─── DATA EXCERPTS ───

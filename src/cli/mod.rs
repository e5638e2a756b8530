//! CLI entrypoint module structure.

pub mod args;
pub mod profile;

pub use args::LaunchArgs;
pub use profile::{
    resolve_base_dir_override, resolve_base_dir_override_from, resolve_config_source,
    resolve_config_source_from, resolve_dry_run, LaunchProfile,
};
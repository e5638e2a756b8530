//! Launcher: base directory, virtual environment and delegated program.
pub mod config;
pub mod delegate;
pub mod environment;
pub mod plan;
pub mod runtime;

pub use delegate::{cancel_child, run_delegate, Cancellation, DelegateOutcome};
pub use environment::{resolve_base_dir, ActivatedEnvironment};
pub use plan::{resolve_program, LaunchPlan, LaunchPlanSummary};
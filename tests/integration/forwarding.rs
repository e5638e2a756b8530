use crate::common::{run, Install};

fn expected_argv(install: &Install, args: &[&str]) -> Vec<String> {
    std::iter::once(install.program().display().to_string())
        .chain(args.iter().map(|arg| arg.to_string()))
        .collect()
}

#[test]
fn serial_port_arguments_reach_the_plotter_unchanged() {
    let install = Install::new();
    let args = ["--port", "/dev/ttyUSB0", "--baud", "115200"];

    let output = run(&mut install.command(&args));

    assert_eq!(output.status.code(), Some(0), "{output:?}");
    assert_eq!(install.recorded_argv(), Some(expected_argv(&install, &args)));
}

#[test]
fn empty_invocation_forwards_no_arguments() {
    let install = Install::new();

    let output = run(&mut install.command(&[]));

    assert_eq!(output.status.code(), Some(0), "{output:?}");
    assert_eq!(install.recorded_argv(), Some(expected_argv(&install, &[])));
}

#[test]
fn launcher_never_claims_help_version_or_escape() {
    let install = Install::new();
    let args = ["--help", "--version", "--", "-k", "ax", "ay", "-n", "two words"];

    let output = run(&mut install.command(&args));

    assert_eq!(output.status.code(), Some(0), "{output:?}");
    assert_eq!(install.recorded_argv(), Some(expected_argv(&install, &args)));
}

#[test]
fn delegate_exit_code_becomes_launcher_exit_code() {
    for code in [1, 3, 42, 255] {
        let install = Install::new();

        let output = run(install
            .command(&["-p", "/dev/ttyACM0"])
            .env("FAKE_EXIT_CODE", code.to_string()));

        assert_eq!(output.status.code(), Some(code), "{output:?}");
        assert!(install.recorded_argv().is_some(), "delegate should have run");
    }
}

#[test]
fn delegate_runs_inside_activated_environment() {
    let install = Install::new();

    let output = run(&mut install.command(&["-o"]));

    assert_eq!(output.status.code(), Some(0), "{output:?}");
    assert_eq!(
        install.recorded_env(),
        Some(vec![
            format!("VIRTUAL_ENV={}", install.env_root().display()),
            "PYTHONHOME=<unset>".to_string(),
        ])
    );
}

#[test]
fn failing_delegate_is_not_reported_twice() {
    let install = Install::new();

    let output = run(install.command(&[]).env("FAKE_EXIT_CODE", "9"));

    assert_eq!(output.status.code(), Some(9));
    let stderr = String::from_utf8_lossy(&output.stderr);
    assert!(
        !stderr.contains("exited with status"),
        "launcher should stay quiet about delegate failures: {stderr}"
    );
}
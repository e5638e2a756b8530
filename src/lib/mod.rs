//! Shared library modules providing error types, file utilities, and telemetry initialization.

pub mod errors;
pub mod fs;
pub mod interpreter;
pub mod paths;
pub mod telemetry;
use std::{io, path::PathBuf};

use config::ConfigError as ConfigLoaderError;
use thiserror::Error;

/// Errors that can occur while loading or validating configuration files.
#[derive(Debug, Error)]
pub enum ConfigError {
    /// Failed to build (read) the configuration file.
    #[error("Failed to read configuration file {path}: {source}")]
    FileRead {
        path: PathBuf,
        #[source]
        source: ConfigLoaderError,
    },
    /// Failed to deserialize TOML into a struct.
    #[error("Failed to parse configuration file {path}: {source}")]
    Parse {
        path: PathBuf,
        #[source]
        source: ConfigLoaderError,
    },
    /// Field failed validation.
    #[error("Configuration file {path} has invalid `{field}`: {message}")]
    InvalidField {
        path: PathBuf,
        field: &'static str,
        message: String,
    },
    /// Environment variable override failed validation.
    #[error("Environment variable {key} is invalid: {message}")]
    InvalidEnv { key: &'static str, message: String },
}

impl ConfigError {
    /// Helper to wrap `config::ConfigError` as a read failure.
    pub fn from_read_error(path: PathBuf, source: ConfigLoaderError) -> Self {
        Self::FileRead { path, source }
    }

    /// Helper to wrap `config::ConfigError` as a parse failure.
    pub fn from_parse_error(path: PathBuf, source: ConfigLoaderError) -> Self {
        Self::Parse { path, source }
    }
}

/// Failures raised while resolving or running a launch.
#[derive(Debug, Error)]
pub enum LaunchError {
    #[error("Base directory could not be resolved: {reason}")]
    BaseDirUnavailable { reason: String },
    #[error("Virtual environment not found: {path} does not exist")]
    EnvironmentNotFound { path: PathBuf },
    #[error("Interpreter not found in virtual environment: {path}")]
    InterpreterNotFound { path: PathBuf },
    #[error("Delegated program not found: {path}")]
    ProgramNotFound { path: PathBuf },
    #[error("Failed to start {interpreter}: {source}")]
    SpawnFailed {
        interpreter: PathBuf,
        #[source]
        source: io::Error,
    },
    #[error("Failed while waiting for the delegated program: {source}")]
    Wait {
        #[source]
        source: io::Error,
    },
    #[error("Delegated program exited with status {exit_code}")]
    DelegateFailed { exit_code: i32 },
}

/// Process exit codes reserved for the launcher's own failures.
pub mod exit_codes {
    /// Configuration file or environment override was rejected.
    pub const CONFIG: u8 = 2;
    /// Interpreter exists but could not be executed.
    pub const SPAWN_FAILED: u8 = 126;
    /// Environment, interpreter or delegated program is missing.
    pub const NOT_FOUND: u8 = 127;
    /// Conventional shell base for "terminated by signal N".
    pub const SIGNAL_BASE: i32 = 128;
    /// Interrupted before a child status could be observed.
    pub const INTERRUPTED: u8 = 130;
}

impl LaunchError {
    /// Exit code the launcher reports for this failure.
    pub fn exit_code(&self) -> u8 {
        match self {
            LaunchError::EnvironmentNotFound { .. }
            | LaunchError::InterpreterNotFound { .. }
            | LaunchError::ProgramNotFound { .. } => exit_codes::NOT_FOUND,
            LaunchError::SpawnFailed { .. } => exit_codes::SPAWN_FAILED,
            LaunchError::BaseDirUnavailable { .. } => exit_codes::CONFIG,
            LaunchError::Wait { .. } => 1,
            LaunchError::DelegateFailed { exit_code } => truncate_exit_code(*exit_code),
        }
    }

    /// True when the failure already surfaced through the delegate's own output.
    pub fn is_delegate_status(&self) -> bool {
        matches!(self, LaunchError::DelegateFailed { .. })
    }
}

/// Map a raw status code onto the 0..=255 range the OS reports.
pub fn truncate_exit_code(code: i32) -> u8 {
    (code & 0xff) as u8
}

───

» **WORK INSTRUCTIONS**
Restate each line above word for word.

» **EXERCISE SOLUTION**
filename src/cli/mod.rs
repository e5638e2a756b8530
//! CLI entrypoint module structure.

pub mod args;
pub mod profile;

pub use args::LaunchArgs;
pub use profile::{
    resolve_base_dir_override, resolve_base_dir_override_from, resolve_config_source,
    resolve_config_source_from, resolve_dry_run, LaunchProfile,
};
repository e5638e2a756b8530
//! Launcher: base directory, virtual environment and delegated program.
pub mod config;
pub mod delegate;
pub mod environment;
pub mod plan;
pub mod runtime;

pub use delegate::{cancel_child, run_delegate, Cancellation, DelegateOutcome};
pub use environment::{resolve_base_dir, ActivatedEnvironment};
pub use plan::{resolve_program, LaunchPlan, LaunchPlanSummary};
filename tests/integration/forwarding.rs
repository e5638e2a756b8530
use crate::common::{run, Install};

fn expected_argv(install: &Install, args: &[&str]) -> Vec<String> {
    std::iter::once(install.program().display().to_string())
        .chain(args.iter().map(|arg| arg.to_string()))
        .collect()
}

#[test]
fn serial_port_arguments_reach_the_plotter_unchanged() {
    let install = Install::new();
    let args = ["--port", "/dev/ttyUSB0", "--baud", "115200"];

    let output = run(&mut install.command(&args));

    assert_eq!(output.status.code(), Some(0), "{output:?}");
    assert_eq!(install.recorded_argv(), Some(expected_argv(&install, &args)));
}

#[test]
fn empty_invocation_forwards_no_arguments() {
    let install = Install::new();

    let output = run(&mut install.command(&[]));

    assert_eq!(output.status.code(), Some(0), "{output:?}");
    assert_eq!(install.recorded_argv(), Some(expected_argv(&install, &[])));
}

#[test]
fn launcher_never_claims_help_version_or_escape() {
    let install = Install::new();
    let args = ["--help", "--version", "--", "-k", "ax", "ay", "-n", "two words"];

    let output = run(&mut install.command(&args));

    assert_eq!(output.status.code(), Some(0), "{output:?}");
    assert_eq!(install.recorded_argv(), Some(expected_argv(&install, &args)));
}

#[test]
fn delegate_exit_code_becomes_launcher_exit_code() {
    for code in [1, 3, 42, 255] {
        let install = Install::new();

        let output = run(install
            .command(&["-p", "/dev/ttyACM0"])
            .env("FAKE_EXIT_CODE", code.to_string()));

        assert_eq!(output.status.code(), Some(code), "{output:?}");
        assert!(install.recorded_argv().is_some(), "delegate should have run");
    }
}

#[test]
fn delegate_runs_inside_activated_environment() {
    let install = Install::new();

    let output = run(&mut install.command(&["-o"]));

    assert_eq!(output.status.code(), Some(0), "{output:?}");
    assert_eq!(
        install.recorded_env(),
        Some(vec![
            format!("VIRTUAL_ENV={}", install.env_root().display()),
            "PYTHONHOME=<unset>".to_string(),
        ])
    );
}

#[test]
fn failing_delegate_is_not_reported_twice() {
    let install = Install::new();

    let output = run(install.command(&[]).env("FAKE_EXIT_CODE", "9"));

    assert_eq!(output.status.code(), Some(9));
    let stderr = String::from_utf8_lossy(&output.stderr);
    assert!(
        !stderr.contains("exited with status"),
        "launcher should stay quiet about delegate failures: {stderr}"
    );
}
repository e5638e2a756b8530
filename src/lib/mod.rs
//! Shared library modules providing error types, file utilities, and telemetry initialization.

pub mod errors;
pub mod fs;
pub mod interpreter;
pub mod paths;
pub mod telemetry;
use std::{io, path::PathBuf};

use config::ConfigError as ConfigLoaderError;
use thiserror::Error;

/// Errors that can occur while loading or validating configuration files.
#[derive(Debug, Error)]
pub enum ConfigError {
    /// Failed to build (read) the configuration file.
    #[error("Failed to read configuration file {path}: {source}")]
    FileRead {
        path: PathBuf,
        #[source]
        source: ConfigLoaderError,
    },
    /// Failed to deserialize TOML into a struct.
    #[error("Failed to parse configuration file {path}: {source}")]
    Parse {
        path: PathBuf,
        #[source]
        source: ConfigLoaderError,
    },
    /// Field failed validation.
    #[error("Configuration file {path} has invalid `{field}`: {message}")]
    InvalidField {
        path: PathBuf,
        field: &'static str,
        message: String,
    },
    /// Environment variable override failed validation.
    #[error("Environment variable {key} is invalid: {message}")]
    InvalidEnv { key: &'static str, message: String },
}

impl ConfigError {
    /// Helper to wrap `config::ConfigError` as a read failure.
    pub fn from_read_error(path: PathBuf, source: ConfigLoaderError) -> Self {
        Self::FileRead { path, source }
    }

    /// Helper to wrap `config::ConfigError` as a parse failure.
    pub fn from_parse_error(path: PathBuf, source: ConfigLoaderError) -> Self {
        Self::Parse { path, source }
    }
}

/// Failures raised while resolving or running a launch.
#[derive(Debug, Error)]
pub enum LaunchError {
    #[error("Base directory could not be resolved: {reason}")]
    BaseDirUnavailable { reason: String },
    #[error("Virtual environment not found: {path} does not exist")]
    EnvironmentNotFound { path: PathBuf },
    #[error("Interpreter not found in virtual environment: {path}")]
    InterpreterNotFound { path: PathBuf },
    #[error("Delegated program not found: {path}")]
    ProgramNotFound { path: PathBuf },
    #[error("Failed to start {interpreter}: {source}")]
    SpawnFailed {
        interpreter: PathBuf,
        #[source]
        source: io::Error,
    },
    #[error("Failed while waiting for the delegated program: {source}")]
    Wait {
        #[source]
        source: io::Error,
    },
    #[error("Delegated program exited with status {exit_code}")]
    DelegateFailed { exit_code: i32 },
}

/// Process exit codes reserved for the launcher's own failures.
pub mod exit_codes {
    /// Configuration file or environment override was rejected.
    pub const CONFIG: u8 = 2;
    /// Interpreter exists but could not be executed.
    pub const SPAWN_FAILED: u8 = 126;
    /// Environment, interpreter or delegated program is missing.
    pub const NOT_FOUND: u8 = 127;
    /// Conventional shell base for "terminated by signal N".
    pub const SIGNAL_BASE: i32 = 128;
    /// Interrupted before a child status could be observed.
    pub const INTERRUPTED: u8 = 130;
}

impl LaunchError {
    /// Exit code the launcher reports for this failure.
    pub fn exit_code(&self) -> u8 {
        match self {
            LaunchError::EnvironmentNotFound { .. }
            | LaunchError::InterpreterNotFound { .. }
            | LaunchError::ProgramNotFound { .. } => exit_codes::NOT_FOUND,
            LaunchError::SpawnFailed { .. } => exit_codes::SPAWN_FAILED,
            LaunchError::BaseDirUnavailable { .. } => exit_codes::CONFIG,
            LaunchError::Wait { .. } => 1,
            LaunchError::DelegateFailed { exit_code } => truncate_exit_code(*exit_code),
        }
    }

    /// True when the failure already surfaced through the delegate's own output.
    pub fn is_delegate_status(&self) -> bool {
        matches!(self, LaunchError::DelegateFailed { .. })
    }
}

/// Map a raw status code onto the 0..=255 range the OS reports.
pub fn truncate_exit_code(code: i32) -> u8 {
    (code & 0xff) as u8
}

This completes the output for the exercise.